The right of the parties to stipulate that other contingencies would also prevent such a right from ripening into an absolute one seems so clear and elemental that further discussion seems useless.
But passing to the next clause, it provides that in consideration of the rights and emoluments therein granted appellant, he agrees that “he will devote his time, energy and ability to the promotion of the interest of the general agent and of the company as contemplated by the contract, and further agrees to all of the requirements and provisions of this contract. ’ ’
Yet, after having terminated the contract and ceased devoting his time, etc., to the interest of appellees as contemplated by the contract, as he had the right to do, he claims that the provisions for commissions shall remain in force thereafter, despite an express provision to the contrary, upon the theory his right to commissions on renewal premiums not yet due or payable is made absolute by the contract and not contingent upon his continuing to serve his employers until such premiums are actually collected by them, or by him as their agent, as by another clause they had the right to require him to do.
“It is hereby mutually agreed that as full compensation for such service and work and expenses in connection therewith, agent (appellant) shall be entitled to and shall receive (except as otherwise provided in this contract) commissions as per the following schedule.”

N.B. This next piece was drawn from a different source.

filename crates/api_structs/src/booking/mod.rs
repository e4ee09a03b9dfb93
pub mod api;
pub mod dtos;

Then follows the schedule under which appellant claims a vested right in and to commissions as therein provided, although accruing after his termination of the contract, and without reference to the clause providing in such event all his rights under the contract shall cease.

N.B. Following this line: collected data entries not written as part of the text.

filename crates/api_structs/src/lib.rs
mod booking;
mod job;
mod status;
mod user;

pub mod dtos {
    pub use crate::booking::dtos::*;
    pub use crate::user::dtos::*;
}

pub use crate::booking::api::*;
pub use crate::job::api::*;
pub use crate::status::api::*;
pub use crate::user::api::*;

As the very clause which fixes his commissions expressly states they are to be due and paid to him as therein fixed “except as otherwise provided in this contract,” it is obvious that his right thereto is not absolute but subject to any contingencies or limitations found elsewhere in the contract, among which are those providing he shall continue to act as agent as contemplated by the contract until the premiums, of which his commissions are a part, are actually collected by his employers or by him as their agent, if they elect to require such service of him, when such premiums become due and payable.
The whole argument that these plain provisions shall be disregarded is based upon the contention that a marginal note in the schedule of commissions refers only to provisions on the second page of the contract and not to the third page thereof where the so-called forfeiture clause is found, despite the fact that the note reads:
“Except as modified by ‘graduated schedule of renewal commissions’ on the second page of, and except as otherwise provided by this contract.”
It therefore seems perfectly clear from these provisions alone that the so-called forfeiture clause states but a contingency attached to or a limitation upon plaintiff’s right to renewal commissions, and that it is not, therefore, a provision for forfeiture of a vested right therein, which view is but strengthened by many other provisions in the contract and by the contract considered as a whole, as well as by the cases from this and other courts on the subject. Andrews v. Travelers’ Ins. Co., 24 Ky. L. R. 844, 70 S. W. 43; Castleman v. Southern
As the judgment of the lower court is in accordance with these views, it is affirmed.